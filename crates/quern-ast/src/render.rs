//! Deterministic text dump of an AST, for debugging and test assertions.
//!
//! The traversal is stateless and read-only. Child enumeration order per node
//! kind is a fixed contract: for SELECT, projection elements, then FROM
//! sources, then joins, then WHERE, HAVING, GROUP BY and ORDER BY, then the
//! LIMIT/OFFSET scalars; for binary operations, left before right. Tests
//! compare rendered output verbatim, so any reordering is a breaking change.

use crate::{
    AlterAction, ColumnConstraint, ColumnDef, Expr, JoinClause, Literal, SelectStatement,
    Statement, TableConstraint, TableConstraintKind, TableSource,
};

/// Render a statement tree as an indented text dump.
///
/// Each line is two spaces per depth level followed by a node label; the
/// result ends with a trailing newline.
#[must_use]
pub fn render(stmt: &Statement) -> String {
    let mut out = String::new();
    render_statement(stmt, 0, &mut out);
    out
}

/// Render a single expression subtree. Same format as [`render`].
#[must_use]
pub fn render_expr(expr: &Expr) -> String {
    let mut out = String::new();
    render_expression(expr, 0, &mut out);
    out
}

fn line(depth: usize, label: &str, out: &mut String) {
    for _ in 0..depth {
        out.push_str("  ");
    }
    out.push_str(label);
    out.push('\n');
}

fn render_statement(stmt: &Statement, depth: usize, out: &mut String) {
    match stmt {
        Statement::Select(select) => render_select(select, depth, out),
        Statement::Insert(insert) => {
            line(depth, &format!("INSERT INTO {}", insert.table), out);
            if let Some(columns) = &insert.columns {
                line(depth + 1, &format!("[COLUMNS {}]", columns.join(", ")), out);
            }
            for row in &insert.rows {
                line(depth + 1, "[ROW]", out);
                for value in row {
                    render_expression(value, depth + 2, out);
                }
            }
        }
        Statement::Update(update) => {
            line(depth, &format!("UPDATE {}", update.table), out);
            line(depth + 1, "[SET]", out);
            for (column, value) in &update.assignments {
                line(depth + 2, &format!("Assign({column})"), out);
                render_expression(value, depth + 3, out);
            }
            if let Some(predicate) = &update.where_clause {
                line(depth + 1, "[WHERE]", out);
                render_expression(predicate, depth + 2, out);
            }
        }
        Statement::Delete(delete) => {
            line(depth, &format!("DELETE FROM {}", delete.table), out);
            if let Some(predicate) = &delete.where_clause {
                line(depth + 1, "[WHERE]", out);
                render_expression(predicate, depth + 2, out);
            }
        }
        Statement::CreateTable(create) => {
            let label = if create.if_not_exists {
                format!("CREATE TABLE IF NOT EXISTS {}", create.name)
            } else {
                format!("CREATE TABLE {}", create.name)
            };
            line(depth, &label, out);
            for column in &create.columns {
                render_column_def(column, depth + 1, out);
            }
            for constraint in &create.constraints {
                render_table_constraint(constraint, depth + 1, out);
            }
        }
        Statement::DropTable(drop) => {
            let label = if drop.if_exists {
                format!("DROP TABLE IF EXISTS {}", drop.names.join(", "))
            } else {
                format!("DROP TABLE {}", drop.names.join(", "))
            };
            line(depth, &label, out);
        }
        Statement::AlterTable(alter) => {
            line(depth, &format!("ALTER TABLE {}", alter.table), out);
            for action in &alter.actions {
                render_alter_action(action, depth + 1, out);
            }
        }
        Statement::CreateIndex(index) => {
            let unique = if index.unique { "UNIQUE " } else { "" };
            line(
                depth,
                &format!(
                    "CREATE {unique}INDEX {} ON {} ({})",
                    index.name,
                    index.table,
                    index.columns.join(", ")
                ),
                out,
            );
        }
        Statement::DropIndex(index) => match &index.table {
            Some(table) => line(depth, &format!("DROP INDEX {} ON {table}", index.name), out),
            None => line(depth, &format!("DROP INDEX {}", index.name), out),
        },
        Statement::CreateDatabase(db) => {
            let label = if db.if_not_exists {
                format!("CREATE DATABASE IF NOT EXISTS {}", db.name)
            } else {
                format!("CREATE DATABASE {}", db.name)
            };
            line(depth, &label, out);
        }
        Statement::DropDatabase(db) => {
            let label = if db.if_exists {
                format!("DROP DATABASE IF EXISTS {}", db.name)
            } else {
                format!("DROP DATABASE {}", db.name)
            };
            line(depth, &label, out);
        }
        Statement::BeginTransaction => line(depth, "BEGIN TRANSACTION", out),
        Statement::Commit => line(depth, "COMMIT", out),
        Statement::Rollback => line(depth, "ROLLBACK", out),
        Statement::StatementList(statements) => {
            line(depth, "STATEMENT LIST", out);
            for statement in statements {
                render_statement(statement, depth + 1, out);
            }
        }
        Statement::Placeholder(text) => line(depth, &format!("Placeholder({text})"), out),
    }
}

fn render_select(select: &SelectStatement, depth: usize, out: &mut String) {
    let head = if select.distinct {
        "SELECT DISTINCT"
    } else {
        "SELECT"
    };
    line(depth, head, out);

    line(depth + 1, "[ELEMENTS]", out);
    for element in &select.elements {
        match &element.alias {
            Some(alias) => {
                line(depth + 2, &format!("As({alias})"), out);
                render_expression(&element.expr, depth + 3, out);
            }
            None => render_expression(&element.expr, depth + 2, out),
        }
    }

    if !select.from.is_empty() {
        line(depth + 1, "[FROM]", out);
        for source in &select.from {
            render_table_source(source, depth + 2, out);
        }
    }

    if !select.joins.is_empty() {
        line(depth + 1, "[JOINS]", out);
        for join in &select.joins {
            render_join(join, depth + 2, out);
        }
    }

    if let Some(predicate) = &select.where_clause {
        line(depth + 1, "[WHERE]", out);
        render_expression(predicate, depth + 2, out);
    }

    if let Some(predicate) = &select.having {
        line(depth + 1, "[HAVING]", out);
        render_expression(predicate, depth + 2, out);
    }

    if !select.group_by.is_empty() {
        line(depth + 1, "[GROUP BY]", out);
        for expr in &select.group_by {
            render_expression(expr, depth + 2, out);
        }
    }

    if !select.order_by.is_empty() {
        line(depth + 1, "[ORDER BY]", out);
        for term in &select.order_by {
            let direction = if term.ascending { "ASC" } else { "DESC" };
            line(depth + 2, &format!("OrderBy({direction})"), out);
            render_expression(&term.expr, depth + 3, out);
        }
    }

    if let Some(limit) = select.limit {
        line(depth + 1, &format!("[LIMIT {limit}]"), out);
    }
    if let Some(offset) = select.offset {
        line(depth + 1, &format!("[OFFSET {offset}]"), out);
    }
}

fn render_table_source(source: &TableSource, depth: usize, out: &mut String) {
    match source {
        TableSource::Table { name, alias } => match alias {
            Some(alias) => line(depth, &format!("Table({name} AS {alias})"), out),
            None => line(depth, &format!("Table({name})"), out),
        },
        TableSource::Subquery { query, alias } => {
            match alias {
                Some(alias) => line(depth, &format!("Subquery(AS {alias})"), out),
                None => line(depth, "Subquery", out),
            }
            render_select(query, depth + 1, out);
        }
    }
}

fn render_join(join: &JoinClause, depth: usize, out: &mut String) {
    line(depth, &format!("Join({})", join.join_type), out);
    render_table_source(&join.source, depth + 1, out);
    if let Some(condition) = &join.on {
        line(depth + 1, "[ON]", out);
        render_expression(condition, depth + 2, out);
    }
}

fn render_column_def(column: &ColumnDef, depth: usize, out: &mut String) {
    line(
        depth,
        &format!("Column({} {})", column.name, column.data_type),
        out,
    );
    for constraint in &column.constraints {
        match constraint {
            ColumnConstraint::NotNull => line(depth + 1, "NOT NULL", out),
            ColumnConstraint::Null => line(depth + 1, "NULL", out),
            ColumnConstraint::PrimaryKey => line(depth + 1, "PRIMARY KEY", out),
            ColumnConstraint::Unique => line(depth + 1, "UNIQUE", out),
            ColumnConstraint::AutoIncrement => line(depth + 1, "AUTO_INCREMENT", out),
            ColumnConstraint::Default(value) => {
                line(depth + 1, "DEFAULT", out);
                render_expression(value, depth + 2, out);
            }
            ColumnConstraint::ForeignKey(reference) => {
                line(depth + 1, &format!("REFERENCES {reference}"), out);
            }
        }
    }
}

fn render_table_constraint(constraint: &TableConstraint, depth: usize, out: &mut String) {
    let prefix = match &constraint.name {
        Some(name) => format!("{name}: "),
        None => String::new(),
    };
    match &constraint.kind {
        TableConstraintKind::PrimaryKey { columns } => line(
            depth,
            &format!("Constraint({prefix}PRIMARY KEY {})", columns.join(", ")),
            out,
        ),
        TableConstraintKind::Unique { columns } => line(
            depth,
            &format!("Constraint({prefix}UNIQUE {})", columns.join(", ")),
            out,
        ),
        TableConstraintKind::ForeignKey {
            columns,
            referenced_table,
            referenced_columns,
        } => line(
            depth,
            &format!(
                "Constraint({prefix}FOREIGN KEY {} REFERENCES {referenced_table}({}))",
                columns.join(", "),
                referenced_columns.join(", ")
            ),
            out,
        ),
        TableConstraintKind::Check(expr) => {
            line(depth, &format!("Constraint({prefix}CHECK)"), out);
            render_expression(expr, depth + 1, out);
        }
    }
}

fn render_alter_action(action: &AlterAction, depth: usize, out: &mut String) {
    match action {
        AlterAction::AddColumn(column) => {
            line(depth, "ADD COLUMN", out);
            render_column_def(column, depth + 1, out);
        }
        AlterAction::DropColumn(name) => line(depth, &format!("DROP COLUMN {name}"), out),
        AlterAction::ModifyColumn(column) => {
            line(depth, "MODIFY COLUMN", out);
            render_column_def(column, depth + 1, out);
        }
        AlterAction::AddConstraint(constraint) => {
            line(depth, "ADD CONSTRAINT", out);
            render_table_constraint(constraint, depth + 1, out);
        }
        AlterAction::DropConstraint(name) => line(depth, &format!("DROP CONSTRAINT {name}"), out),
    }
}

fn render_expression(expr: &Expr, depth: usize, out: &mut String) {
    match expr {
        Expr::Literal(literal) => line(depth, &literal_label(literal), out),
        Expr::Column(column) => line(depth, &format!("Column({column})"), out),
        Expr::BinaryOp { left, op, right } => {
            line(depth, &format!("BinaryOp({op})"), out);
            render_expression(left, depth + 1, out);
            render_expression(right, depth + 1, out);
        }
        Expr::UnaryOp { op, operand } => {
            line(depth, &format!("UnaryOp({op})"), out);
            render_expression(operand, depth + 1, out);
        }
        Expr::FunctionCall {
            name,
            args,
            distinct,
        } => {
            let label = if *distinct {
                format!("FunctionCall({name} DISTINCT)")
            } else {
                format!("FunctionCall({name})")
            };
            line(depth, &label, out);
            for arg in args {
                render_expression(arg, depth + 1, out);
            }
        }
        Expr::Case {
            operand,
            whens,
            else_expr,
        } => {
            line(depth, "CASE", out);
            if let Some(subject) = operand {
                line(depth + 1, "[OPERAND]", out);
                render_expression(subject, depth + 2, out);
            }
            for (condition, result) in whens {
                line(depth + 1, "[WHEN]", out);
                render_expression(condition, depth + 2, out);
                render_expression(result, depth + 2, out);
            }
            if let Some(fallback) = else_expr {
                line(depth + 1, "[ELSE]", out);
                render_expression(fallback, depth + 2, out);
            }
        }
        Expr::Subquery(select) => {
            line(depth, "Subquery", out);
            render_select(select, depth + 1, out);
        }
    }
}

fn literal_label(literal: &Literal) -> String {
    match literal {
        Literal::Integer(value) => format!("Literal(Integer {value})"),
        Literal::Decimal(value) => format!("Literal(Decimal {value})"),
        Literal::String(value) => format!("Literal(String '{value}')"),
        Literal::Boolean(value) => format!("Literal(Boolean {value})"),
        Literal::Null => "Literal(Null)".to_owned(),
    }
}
---
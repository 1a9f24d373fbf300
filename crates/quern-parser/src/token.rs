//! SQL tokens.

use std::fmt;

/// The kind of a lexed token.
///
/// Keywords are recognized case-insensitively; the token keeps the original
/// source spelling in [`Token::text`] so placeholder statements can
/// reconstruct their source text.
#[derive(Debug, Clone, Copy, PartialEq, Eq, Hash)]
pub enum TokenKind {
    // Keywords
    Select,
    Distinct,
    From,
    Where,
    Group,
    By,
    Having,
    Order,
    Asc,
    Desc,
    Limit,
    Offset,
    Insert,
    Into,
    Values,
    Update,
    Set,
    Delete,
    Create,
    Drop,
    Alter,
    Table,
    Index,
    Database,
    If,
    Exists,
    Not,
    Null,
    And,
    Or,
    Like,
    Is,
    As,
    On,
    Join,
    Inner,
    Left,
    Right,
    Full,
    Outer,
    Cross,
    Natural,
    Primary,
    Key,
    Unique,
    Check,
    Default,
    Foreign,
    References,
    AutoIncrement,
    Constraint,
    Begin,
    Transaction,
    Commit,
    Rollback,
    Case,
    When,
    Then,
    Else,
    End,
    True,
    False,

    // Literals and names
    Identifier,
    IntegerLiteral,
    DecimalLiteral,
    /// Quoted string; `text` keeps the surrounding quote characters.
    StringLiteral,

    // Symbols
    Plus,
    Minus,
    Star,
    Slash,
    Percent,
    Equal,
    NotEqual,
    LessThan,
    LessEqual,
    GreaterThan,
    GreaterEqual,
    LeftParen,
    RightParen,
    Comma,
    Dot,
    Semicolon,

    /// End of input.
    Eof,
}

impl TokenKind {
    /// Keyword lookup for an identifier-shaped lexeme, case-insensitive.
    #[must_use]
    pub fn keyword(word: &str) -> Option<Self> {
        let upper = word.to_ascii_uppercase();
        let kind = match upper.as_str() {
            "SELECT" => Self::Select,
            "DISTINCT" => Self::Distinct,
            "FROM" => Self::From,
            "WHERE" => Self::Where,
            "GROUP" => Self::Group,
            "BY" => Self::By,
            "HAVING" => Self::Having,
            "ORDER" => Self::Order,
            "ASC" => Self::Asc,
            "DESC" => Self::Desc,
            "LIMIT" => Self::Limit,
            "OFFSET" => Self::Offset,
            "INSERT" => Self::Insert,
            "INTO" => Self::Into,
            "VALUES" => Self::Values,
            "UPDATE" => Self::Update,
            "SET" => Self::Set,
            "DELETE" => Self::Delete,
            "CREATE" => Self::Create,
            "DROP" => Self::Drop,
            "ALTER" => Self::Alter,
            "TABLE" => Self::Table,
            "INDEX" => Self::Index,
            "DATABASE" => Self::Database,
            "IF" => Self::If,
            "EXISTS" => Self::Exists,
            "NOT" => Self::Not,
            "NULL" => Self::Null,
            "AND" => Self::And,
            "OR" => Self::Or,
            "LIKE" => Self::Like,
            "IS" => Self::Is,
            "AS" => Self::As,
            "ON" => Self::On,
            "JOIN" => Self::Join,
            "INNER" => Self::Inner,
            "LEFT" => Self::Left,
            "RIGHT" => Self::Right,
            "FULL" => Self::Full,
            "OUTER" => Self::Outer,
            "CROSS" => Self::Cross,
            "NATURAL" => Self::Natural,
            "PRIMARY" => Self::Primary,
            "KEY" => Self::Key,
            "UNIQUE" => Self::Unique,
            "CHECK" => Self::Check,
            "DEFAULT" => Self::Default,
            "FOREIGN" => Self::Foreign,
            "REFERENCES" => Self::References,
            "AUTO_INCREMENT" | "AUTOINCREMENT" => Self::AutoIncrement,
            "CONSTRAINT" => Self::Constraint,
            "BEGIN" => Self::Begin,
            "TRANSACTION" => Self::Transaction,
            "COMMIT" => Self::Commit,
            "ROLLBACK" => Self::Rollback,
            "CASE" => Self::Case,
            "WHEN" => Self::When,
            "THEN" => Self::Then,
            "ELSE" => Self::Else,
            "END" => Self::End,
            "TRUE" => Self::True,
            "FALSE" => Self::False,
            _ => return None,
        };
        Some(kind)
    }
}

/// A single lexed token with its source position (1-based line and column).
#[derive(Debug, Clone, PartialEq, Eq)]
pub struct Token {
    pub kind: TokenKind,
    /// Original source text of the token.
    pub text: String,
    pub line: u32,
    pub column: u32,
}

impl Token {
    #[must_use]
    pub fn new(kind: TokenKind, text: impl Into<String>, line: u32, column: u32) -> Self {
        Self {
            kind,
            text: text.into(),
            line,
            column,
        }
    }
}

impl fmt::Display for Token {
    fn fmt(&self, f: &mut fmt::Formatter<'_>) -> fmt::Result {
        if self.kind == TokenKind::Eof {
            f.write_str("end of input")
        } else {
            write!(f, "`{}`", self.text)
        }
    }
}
---
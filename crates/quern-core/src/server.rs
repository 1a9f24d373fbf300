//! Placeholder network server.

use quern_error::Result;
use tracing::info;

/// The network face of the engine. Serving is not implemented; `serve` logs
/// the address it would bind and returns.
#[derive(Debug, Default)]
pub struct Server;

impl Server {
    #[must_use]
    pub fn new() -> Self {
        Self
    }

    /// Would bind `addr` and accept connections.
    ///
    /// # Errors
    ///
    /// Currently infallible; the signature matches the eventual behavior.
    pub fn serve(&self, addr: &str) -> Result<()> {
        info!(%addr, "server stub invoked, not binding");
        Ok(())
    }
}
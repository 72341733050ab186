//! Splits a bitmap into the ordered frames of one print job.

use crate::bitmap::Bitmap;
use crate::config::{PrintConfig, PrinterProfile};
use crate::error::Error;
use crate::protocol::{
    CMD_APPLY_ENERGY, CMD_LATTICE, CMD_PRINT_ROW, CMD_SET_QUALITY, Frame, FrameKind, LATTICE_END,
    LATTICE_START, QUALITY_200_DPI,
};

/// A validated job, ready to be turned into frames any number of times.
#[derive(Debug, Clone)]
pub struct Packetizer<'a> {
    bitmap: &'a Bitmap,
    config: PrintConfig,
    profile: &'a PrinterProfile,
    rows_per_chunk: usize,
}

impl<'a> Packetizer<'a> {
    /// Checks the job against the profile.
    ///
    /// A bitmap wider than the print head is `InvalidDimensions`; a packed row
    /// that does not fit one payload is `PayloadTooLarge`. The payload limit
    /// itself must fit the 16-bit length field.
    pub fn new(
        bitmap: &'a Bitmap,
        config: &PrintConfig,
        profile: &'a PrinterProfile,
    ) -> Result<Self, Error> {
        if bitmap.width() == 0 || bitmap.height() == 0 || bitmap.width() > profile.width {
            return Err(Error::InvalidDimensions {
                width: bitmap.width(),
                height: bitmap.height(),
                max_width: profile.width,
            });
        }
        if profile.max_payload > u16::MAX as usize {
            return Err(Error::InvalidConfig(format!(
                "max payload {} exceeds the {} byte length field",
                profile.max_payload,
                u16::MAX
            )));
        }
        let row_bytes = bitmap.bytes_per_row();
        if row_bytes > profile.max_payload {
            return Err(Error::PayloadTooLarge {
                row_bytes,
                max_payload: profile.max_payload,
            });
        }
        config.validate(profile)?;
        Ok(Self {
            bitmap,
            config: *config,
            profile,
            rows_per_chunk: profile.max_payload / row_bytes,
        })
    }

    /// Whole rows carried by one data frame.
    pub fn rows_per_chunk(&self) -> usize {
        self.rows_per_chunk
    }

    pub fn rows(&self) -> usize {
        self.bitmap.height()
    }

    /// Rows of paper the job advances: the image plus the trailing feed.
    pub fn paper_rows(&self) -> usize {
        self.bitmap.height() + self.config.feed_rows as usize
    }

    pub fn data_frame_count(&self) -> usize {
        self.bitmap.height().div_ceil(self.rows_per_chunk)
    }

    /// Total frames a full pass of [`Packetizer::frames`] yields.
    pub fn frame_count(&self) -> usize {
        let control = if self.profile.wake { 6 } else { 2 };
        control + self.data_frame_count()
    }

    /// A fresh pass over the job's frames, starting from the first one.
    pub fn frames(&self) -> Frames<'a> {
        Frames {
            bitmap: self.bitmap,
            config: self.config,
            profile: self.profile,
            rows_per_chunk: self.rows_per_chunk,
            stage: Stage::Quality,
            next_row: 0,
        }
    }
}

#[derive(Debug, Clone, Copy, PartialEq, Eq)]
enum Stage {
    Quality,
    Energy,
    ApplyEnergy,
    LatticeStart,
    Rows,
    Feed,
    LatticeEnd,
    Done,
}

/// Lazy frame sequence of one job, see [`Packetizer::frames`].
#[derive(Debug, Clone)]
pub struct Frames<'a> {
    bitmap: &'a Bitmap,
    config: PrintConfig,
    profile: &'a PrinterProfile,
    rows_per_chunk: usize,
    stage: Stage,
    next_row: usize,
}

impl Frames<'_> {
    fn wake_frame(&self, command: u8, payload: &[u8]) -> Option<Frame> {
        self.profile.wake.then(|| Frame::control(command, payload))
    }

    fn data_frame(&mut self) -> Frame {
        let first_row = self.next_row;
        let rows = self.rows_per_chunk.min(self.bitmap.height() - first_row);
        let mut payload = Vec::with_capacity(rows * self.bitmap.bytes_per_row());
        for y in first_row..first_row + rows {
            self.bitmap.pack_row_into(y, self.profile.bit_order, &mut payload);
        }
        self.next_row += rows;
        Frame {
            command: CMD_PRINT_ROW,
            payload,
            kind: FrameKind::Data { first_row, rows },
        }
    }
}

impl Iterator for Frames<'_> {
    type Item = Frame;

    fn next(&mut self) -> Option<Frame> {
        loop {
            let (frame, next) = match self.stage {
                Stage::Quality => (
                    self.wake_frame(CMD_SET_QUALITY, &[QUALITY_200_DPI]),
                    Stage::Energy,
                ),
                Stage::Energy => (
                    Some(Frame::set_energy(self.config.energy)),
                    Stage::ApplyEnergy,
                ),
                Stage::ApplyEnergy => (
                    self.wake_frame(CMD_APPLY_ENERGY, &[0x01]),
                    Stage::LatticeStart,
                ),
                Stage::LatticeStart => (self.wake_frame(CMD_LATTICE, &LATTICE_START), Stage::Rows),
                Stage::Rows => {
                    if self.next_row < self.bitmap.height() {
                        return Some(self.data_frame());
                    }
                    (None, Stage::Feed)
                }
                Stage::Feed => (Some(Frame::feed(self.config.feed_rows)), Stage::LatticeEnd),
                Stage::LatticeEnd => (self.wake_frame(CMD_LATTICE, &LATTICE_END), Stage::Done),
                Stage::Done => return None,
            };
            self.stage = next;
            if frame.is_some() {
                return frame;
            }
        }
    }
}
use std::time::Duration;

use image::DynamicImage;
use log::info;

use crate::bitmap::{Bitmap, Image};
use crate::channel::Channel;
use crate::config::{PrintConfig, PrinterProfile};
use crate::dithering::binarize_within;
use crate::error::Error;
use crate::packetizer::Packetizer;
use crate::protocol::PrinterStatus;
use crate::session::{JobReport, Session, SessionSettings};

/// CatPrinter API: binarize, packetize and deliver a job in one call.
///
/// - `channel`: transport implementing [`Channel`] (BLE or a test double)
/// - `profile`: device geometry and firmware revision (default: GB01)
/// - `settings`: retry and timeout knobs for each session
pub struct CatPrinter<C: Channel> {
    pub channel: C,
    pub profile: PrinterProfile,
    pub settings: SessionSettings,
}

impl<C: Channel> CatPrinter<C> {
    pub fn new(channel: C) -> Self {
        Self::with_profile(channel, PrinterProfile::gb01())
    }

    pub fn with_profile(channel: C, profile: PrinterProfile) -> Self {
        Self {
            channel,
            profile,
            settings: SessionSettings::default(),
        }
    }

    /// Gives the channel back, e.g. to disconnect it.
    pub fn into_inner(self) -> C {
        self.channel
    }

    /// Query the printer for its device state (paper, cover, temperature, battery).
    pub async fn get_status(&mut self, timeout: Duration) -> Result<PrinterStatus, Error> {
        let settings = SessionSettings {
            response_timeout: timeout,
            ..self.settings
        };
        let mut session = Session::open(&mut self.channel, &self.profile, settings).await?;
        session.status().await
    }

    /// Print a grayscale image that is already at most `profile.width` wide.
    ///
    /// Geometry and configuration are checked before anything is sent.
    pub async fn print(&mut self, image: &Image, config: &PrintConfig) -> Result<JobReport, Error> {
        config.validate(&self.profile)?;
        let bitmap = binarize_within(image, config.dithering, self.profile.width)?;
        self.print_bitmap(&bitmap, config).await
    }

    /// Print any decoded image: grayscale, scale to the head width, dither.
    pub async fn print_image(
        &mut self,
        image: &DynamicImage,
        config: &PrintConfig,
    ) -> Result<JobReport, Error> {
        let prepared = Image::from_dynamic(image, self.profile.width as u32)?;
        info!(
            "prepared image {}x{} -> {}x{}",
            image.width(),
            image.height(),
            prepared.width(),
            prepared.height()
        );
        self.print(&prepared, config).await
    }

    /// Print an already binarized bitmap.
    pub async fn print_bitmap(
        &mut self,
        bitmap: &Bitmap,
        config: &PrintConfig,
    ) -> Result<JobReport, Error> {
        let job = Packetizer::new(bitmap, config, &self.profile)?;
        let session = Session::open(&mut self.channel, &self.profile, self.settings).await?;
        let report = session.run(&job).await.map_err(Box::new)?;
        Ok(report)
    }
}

> _Task directions_:
Of the entries listed above, reproduce only the lines starting at the line containing "filename crates/quern-ast/src/render.rs" and ending at the line containing "Render a single". Include both, exactly as they stand.

> _Response area_:
filename crates/quern-ast/src/render.rs
//! Deterministic text dump of an AST, for debugging and test assertions.
//!
//! The traversal is stateless and read-only. Child enumeration order per node
//! kind is a fixed contract: for SELECT, projection elements, then FROM
//! sources, then joins, then WHERE, HAVING, GROUP BY and ORDER BY, then the
//! LIMIT/OFFSET scalars; for binary operations, left before right. Tests
//! compare rendered output verbatim, so any reordering is a breaking change.

use crate::{
    AlterAction, ColumnConstraint, ColumnDef, Expr, JoinClause, Literal, SelectStatement,
    Statement, TableConstraint, TableConstraintKind, TableSource,
};

/// Render a statement tree as an indented text dump.
///
/// Each line is two spaces per depth level followed by a node label; the
/// result ends with a trailing newline.
#[must_use]
pub fn render(stmt: &Statement) -> String {
    let mut out = String::new();
    render_statement(stmt, 0, &mut out);
    out
}

/// Render a single expression subtree. Same format as [`render`].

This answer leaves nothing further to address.